Another possibility is to have the MDBox itself do the splitting as soon as it becomes too big. I tried this but it was tricky to do in a multithreaded environment because the MDBox needs to basically delete itself.
Change History
comment:2 Changed 8 years ago by Janik Zikovsky
Refs #5102: WIP of tracking too-big MDBoxes
Thinking of reorganizing IMDBox into a NON-templated class, and adding a MDBoxBase
Changeset: 47a8d240384f171ad1f3e312934c5c1e9280913d
comment:3 Changed 8 years ago by Janik Zikovsky
Refs #5102: fix test
Changeset: bcf100f6a17ab8d56d5649ada918b80d832ad489
comment:4 Changed 8 years ago by Janik Zikovsky
Refs #5102: renamed IMDBox MDBoxBase. Sorry for the big commit...
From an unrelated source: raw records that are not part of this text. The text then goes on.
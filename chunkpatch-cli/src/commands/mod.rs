//! CLI subcommands.

pub mod build;
pub mod chunkdb;
pub mod install;

/// Format a byte count for display (e.g. "1.50 MB").
pub fn format_size(bytes: u64) -> String {
    const UNITS: [&str; 5] = ["B", "KB", "MB", "GB", "TB"];
    let mut size = bytes as f64;
    let mut unit = 0;
    while size >= 1024.0 && unit < UNITS.len() - 1 {
        size /= 1024.0;
        unit += 1;
    }
    if unit == 0 {
        format!("{} {}", bytes, UNITS[0])
    } else {
        format!("{:.2} {}", size, UNITS[unit])
    }
}

#[cfg(test)]
mod tests {
    use super::*;

    #[test]
    fn test_format_size() {
        assert_eq!(format_size(512), "512 B");
        assert_eq!(format_size(1536), "1.50 KB");
        assert_eq!(format_size(3 * 1024 * 1024 * 1024), "3.00 GB");
    }
}
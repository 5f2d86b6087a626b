//! Transport interface the retry system drives.

use bytes::Bytes;
use thiserror::Error;

#[derive(Debug, Clone, Copy, PartialEq, Eq, Hash)]
pub enum HttpVerb {
    Get,
    Head,
    Post,
    Put,
    Delete,
}

impl HttpVerb {
    /// GET and HEAD requests may be retried after a generic failure.
    pub fn is_safe_to_retry(&self) -> bool {
        matches!(self, Self::Get | Self::Head)
    }
}

#[derive(Debug, Clone, PartialEq, Eq)]
pub struct HttpRequest {
    pub verb: HttpVerb,
    pub url: String,
    pub headers: Vec<(String, String)>,
    pub body: Bytes,
}

impl HttpRequest {
    pub fn new(verb: HttpVerb, url: impl Into<String>) -> Self {
        Self {
            verb,
            url: url.into(),
            headers: Vec::new(),
            body: Bytes::new(),
        }
    }

    pub fn get(url: impl Into<String>) -> Self {
        Self::new(HttpVerb::Get, url)
    }

    pub fn head(url: impl Into<String>) -> Self {
        Self::new(HttpVerb::Head, url)
    }

    pub fn with_header(mut self, name: impl Into<String>, value: impl Into<String>) -> Self {
        self.headers.push((name.into(), value.into()));
        self
    }

    pub fn with_body(mut self, body: impl Into<Bytes>) -> Self {
        self.body = body.into();
        self
    }
}

#[derive(Debug, Clone, PartialEq, Eq)]
pub struct HttpResponse {
    pub status: u16,
    pub body: Bytes,
}

impl HttpResponse {
    pub fn new(status: u16, body: impl Into<Bytes>) -> Self {
        Self {
            status,
            body: body.into(),
        }
    }

    pub fn is_success(&self) -> bool {
        (200..300).contains(&self.status)
    }
}

/// A request that produced no response.
#[derive(Debug, Clone, PartialEq, Eq, Error)]
pub enum TransportError {
    /// The connection could not be established or was lost.
    #[error("connection error: {0}")]
    Connection(String),

    #[error("request failed: {0}")]
    Failed(String),
}

pub type TransportResult = Result<HttpResponse, TransportError>;

/// Called exactly once with the outcome of a request, on any thread.
pub type CompletionCallback = Box<dyn FnOnce(TransportResult) + Send>;

/// Asynchronous HTTP transport.
///
/// `process` must return promptly and deliver the outcome through
/// `on_complete` later, possibly from another thread.
pub trait HttpTransport: Send + Sync {
    fn process(&self, request: HttpRequest, on_complete: CompletionCallback);
}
Changeset: 7ff6dc04c6dbd2ad1d3fcf362d60994a5ebb14d9
comment:5 Changed 8 years ago by Janik Zikovsky
Refs #5102: WIP of tracking too-big MDBoxes
Thinking of reorganizing IMDBox into a NON-templated class, and adding a MDBoxBase
Changeset: 47a8d240384f171ad1f3e312934c5c1e9280913d
comment:6 Changed 8 years ago by Janik Zikovsky
Refs #5102: fix test
Changeset: bcf100f6a17ab8d56d5649ada918b80d832ad489
comment:7 Changed 8 years ago by Janik Zikovsky
Refs #5102: renamed IMDBox MDBoxBase. Sorry for the big commit...
Changeset: 7ff6dc04c6dbd2ad1d3fcf362d60994a5ebb14d9
comment:8 Changed 8 years ago by Janik Zikovsky
Refs #5102 commenting out idea that will be left for later
Changeset: 1211627886fca758d26b18e7fd0da276ea359a88
comment:9 Changed 8 years ago by Janik Zikovsky
- Milestone changed from Release 2.1 to Release 2.2
Will work on this for next release (maybe!)
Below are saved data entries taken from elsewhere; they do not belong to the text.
//! Stage timing.

use std::time::{Duration, Instant};

/// Wall-clock timer for one installer stage.
///
/// Accumulates across starts, so a stage repeated by installer retries reports
/// its total time.
#[derive(Debug, Default, Clone, Copy)]
pub struct StageTimer {
    started: Option<Instant>,
    total: Duration,
}

impl StageTimer {
    pub fn new() -> Self {
        Self::default()
    }

    pub fn start(&mut self) {
        if self.started.is_none() {
            self.started = Some(Instant::now());
        }
    }

    pub fn stop(&mut self) {
        if let Some(started) = self.started.take() {
            self.total += started.elapsed();
        }
    }

    pub fn is_running(&self) -> bool {
        self.started.is_some()
    }

    pub fn elapsed(&self) -> Duration {
        self.total + self.started.map_or(Duration::ZERO, |s| s.elapsed())
    }

    pub fn seconds(&self) -> f64 {
        self.elapsed().as_secs_f64()
    }
}

#[cfg(test)]
mod tests {
    use super::*;
    use std::thread;

    #[test]
    fn test_accumulates_across_runs() {
        let mut timer = StageTimer::new();
        timer.start();
        thread::sleep(Duration::from_millis(10));
        timer.stop();
        let first = timer.elapsed();
        assert!(first >= Duration::from_millis(10));

        thread::sleep(Duration::from_millis(10));
        assert_eq!(timer.elapsed(), first);

        timer.start();
        thread::sleep(Duration::from_millis(10));
        timer.stop();
        assert!(timer.elapsed() >= first + Duration::from_millis(10));
    }

    #[test]
    fn test_double_start_keeps_first_instant() {
        let mut timer = StageTimer::new();
        timer.start();
        thread::sleep(Duration::from_millis(10));
        timer.start();
        assert!(timer.elapsed() >= Duration::from_millis(10));
        assert!(timer.is_running());
    }
}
comment:11 Changed 8 years ago by Janik Zikovsky
Refs #5102 commenting out idea that will be left for later
Changeset: 1211627886fca758d26b18e7fd0da276ea359a88
comment:12 Changed 8 years ago by Janik Zikovsky
- Owner changed from Janik Zikovsky to Owen Arnold
- Description modified (diff)
comment:14 Changed 8 years ago by Owen Arnold
refs #5102. Essential benchmark performance test.
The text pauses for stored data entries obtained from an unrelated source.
//! Future-use tracking for chunks.
//!
//! The tracker records, for every chunk, the positions at which the file
//! constructor will consume it. Consuming a use advances the cursor; the
//! distance from the cursor to a chunk's next position drives eviction.

use std::collections::{HashMap, HashSet, VecDeque};

use parking_lot::Mutex;

use crate::manifest::{BuildManifest, ChunkId};

#[derive(Debug, Default)]
struct TrackerInner {
    /// Every chunk use, in construction order.
    uses: Vec<ChunkId>,
    /// Remaining use positions per chunk, ascending.
    positions: HashMap<ChunkId, VecDeque<usize>>,
    /// Position after the latest consumed use.
    cursor: usize,
}

/// Ordered record of the chunk uses still ahead of the file constructor.
#[derive(Debug)]
pub struct ChunkReferenceTracker {
    inner: Mutex<TrackerInner>,
}

impl ChunkReferenceTracker {
    /// Track the chunk uses of `files`, constructed in the given order.
    ///
    /// Files missing from the manifest are skipped.
    pub fn new(manifest: &BuildManifest, files: &[String]) -> Self {
        let uses = files
            .iter()
            .filter_map(|name| manifest.file(name))
            .flat_map(|file| file.parts.iter().map(|part| part.chunk));
        Self::from_uses(uses)
    }

    /// Track an explicit sequence of chunk uses.
    pub fn from_uses(uses: impl IntoIterator<Item = ChunkId>) -> Self {
        let uses: Vec<ChunkId> = uses.into_iter().collect();
        let mut positions: HashMap<ChunkId, VecDeque<usize>> = HashMap::new();
        for (position, id) in uses.iter().enumerate() {
            positions.entry(*id).or_default().push_back(position);
        }
        Self {
            inner: Mutex::new(TrackerInner {
                uses,
                positions,
                cursor: 0,
            }),
        }
    }

    /// Chunks with at least one remaining use.
    pub fn get_referenced_chunks(&self) -> HashSet<ChunkId> {
        self.inner
            .lock()
            .positions
            .iter()
            .filter(|(_, p)| !p.is_empty())
            .map(|(id, _)| *id)
            .collect()
    }

    /// Mark the next use of `id` as consumed.
    ///
    /// Returns `false` if the chunk had no remaining uses.
    pub fn consume_next_use(&self, id: &ChunkId) -> bool {
        let mut inner = self.inner.lock();
        let Some(position) = inner.positions.get_mut(id).and_then(VecDeque::pop_front) else {
            return false;
        };
        inner.cursor = inner.cursor.max(position + 1);
        true
    }

    /// Number of uses between the cursor and the next use of `id`.
    ///
    /// `None` means the chunk is never used again.
    pub fn distance_to_next_use(&self, id: &ChunkId) -> Option<usize> {
        let inner = self.inner.lock();
        inner
            .positions
            .get(id)
            .and_then(|p| p.front())
            .map(|position| position.saturating_sub(inner.cursor))
    }

    pub fn remaining_uses(&self, id: &ChunkId) -> usize {
        self.inner.lock().positions.get(id).map_or(0, VecDeque::len)
    }

    /// Up to `count` distinct chunks in upcoming use order that pass `filter`.
    pub fn next_references(&self, count: usize, filter: impl Fn(&ChunkId) -> bool) -> Vec<ChunkId> {
        let inner = self.inner.lock();
        let mut seen = HashSet::new();
        let mut result = Vec::new();
        for id in inner.uses.iter().skip(inner.cursor) {
            if result.len() >= count {
                break;
            }
            let pending = inner.positions.get(id).is_some_and(|p| !p.is_empty());
            if pending && seen.insert(*id) && filter(id) {
                result.push(*id);
            }
        }
        result
    }

    pub fn current_position(&self) -> usize {
        self.inner.lock().cursor
    }

    pub fn total_uses(&self) -> usize {
        self.inner.lock().uses.len()
    }
}

#[cfg(test)]
mod tests {
    use super::*;
    use crate::manifest::test_support::manifest_with_files;
    use proptest::prelude::*;

    fn id(n: u128) -> ChunkId {
        ChunkId::from_u128(n)
    }

    #[test]
    fn test_referenced_chunks_shrink_as_uses_are_consumed() {
        let tracker = ChunkReferenceTracker::from_uses([id(1), id(2), id(1)]);

        assert_eq!(tracker.get_referenced_chunks(), HashSet::from([id(1), id(2)]));

        assert!(tracker.consume_next_use(&id(1)));
        assert!(tracker.consume_next_use(&id(2)));
        assert_eq!(tracker.get_referenced_chunks(), HashSet::from([id(1)]));

        assert!(tracker.consume_next_use(&id(1)));
        assert!(tracker.get_referenced_chunks().is_empty());
        assert!(!tracker.consume_next_use(&id(1)));
    }

    #[test]
    fn test_distance_to_next_use() {
        let tracker = ChunkReferenceTracker::from_uses([id(1), id(2), id(3), id(1)]);

        assert_eq!(tracker.distance_to_next_use(&id(1)), Some(0));
        assert_eq!(tracker.distance_to_next_use(&id(3)), Some(2));
        assert_eq!(tracker.distance_to_next_use(&id(9)), None);

        tracker.consume_next_use(&id(1));
        assert_eq!(tracker.distance_to_next_use(&id(1)), Some(2));
        assert_eq!(tracker.distance_to_next_use(&id(2)), Some(0));
        assert_eq!(tracker.current_position(), 1);
    }

    #[test]
    fn test_new_follows_file_order() {
        let manifest = manifest_with_files(&[
            ("a", &[(1, "x"), (2, "y")]),
            ("b", &[(2, "y"), (3, "z")]),
        ]);
        let tracker =
            ChunkReferenceTracker::new(&manifest, &["b".to_string(), "a".to_string()]);

        assert_eq!(tracker.total_uses(), 4);
        assert_eq!(tracker.remaining_uses(&id(2)), 2);
        assert_eq!(tracker.distance_to_next_use(&id(3)), Some(1));
        assert_eq!(tracker.distance_to_next_use(&id(1)), Some(2));
    }

    #[test]
    fn test_next_references_are_distinct_and_filtered() {
        let tracker = ChunkReferenceTracker::from_uses([id(1), id(2), id(1), id(3), id(4)]);

        assert_eq!(tracker.next_references(10, |_| true), vec![id(1), id(2), id(3), id(4)]);
        assert_eq!(tracker.next_references(2, |_| true), vec![id(1), id(2)]);
        assert_eq!(tracker.next_references(10, |c| *c != id(2)), vec![id(1), id(3), id(4)]);

        tracker.consume_next_use(&id(1));
        tracker.consume_next_use(&id(2));
        assert_eq!(tracker.next_references(10, |_| true), vec![id(1), id(3), id(4)]);
    }

    proptest! {
        #[test]
        fn prop_referenced_set_is_union_of_remaining_uses(
            uses in proptest::collection::vec(0u128..8, 0..64),
            consumed in 0usize..64,
        ) {
            let ids: Vec<ChunkId> = uses.iter().map(|n| id(*n)).collect();
            let tracker = ChunkReferenceTracker::from_uses(ids.clone());
            let consumed = consumed.min(ids.len());

            for chunk in &ids[..consumed] {
                prop_assert!(tracker.consume_next_use(chunk));
            }

            let expected: HashSet<ChunkId> = ids[consumed..].iter().copied().collect();
            prop_assert_eq!(tracker.get_referenced_chunks(), expected);
            prop_assert_eq!(tracker.current_position(), consumed);
        }
    }
}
Changeset: 41533d1ff61e36cd2d19b27c7bb0705bd4a17fe7
comment:15 Changed 8 years ago by Owen Arnold
refs #5102. Fix to avoid type narrowing.
Changeset: e95f57ff9f1d86989a68ea3caf9d7873bc8be67b
comment:16 Changed 8 years ago by Owen Arnold
I am a little concerned about the impact of the changes to addEvent on MDBox. I have therefore created some temporary Performance tests, which add 1E7 events to an MDBox. One version queries to box controller to determine if the box should be marked for spltting, one does not.
Direct comparison shows that the version that queries the box controller is very close to the speed of the original (single threaded). Infact, there is only a loss of 3% in the speed by including the query and then adding 1E7 events. This is encouraging, because in the new way of doing things, adding the events becomes more expensive, while splitting the boxes should become significantly faster.
comment:17 Changed 8 years ago by Owen Arnold
<?xml version="1.0" encoding="UTF-8" ?>
- <testsuite name="MDEventsTest" tests="2" errors="0" failures="0" package="MDEventsTest" time="0.889">
- <testcase classname="MDEventsTest.MDBoxTestPerformance" name="test_adding_events_without_splits_performance" line="1090" time="0.437" totalTime="0.437" CPUFraction="1">
- <measurement> <name>CPUFraction</name> <value>1</value> </measurement> </testcase>
- <testcase classname="MDEventsTest.MDBoxTestPerformance" name="test_adding_events_with_splits_performance" line="1101" time="0.452" totalTime="0.452" CPUFraction="1">
- <measurement> <name>CPUFraction</name> <value>1</value> </measurement> </testcase> </testsuite>
Only 3% loss in the speed!
comment:18 Changed 8 years ago by Owen Arnold
Performance tests for new spliting method vs old splitting methodology show that it's running it's more than 2* faster, even when the events have been widely distributed.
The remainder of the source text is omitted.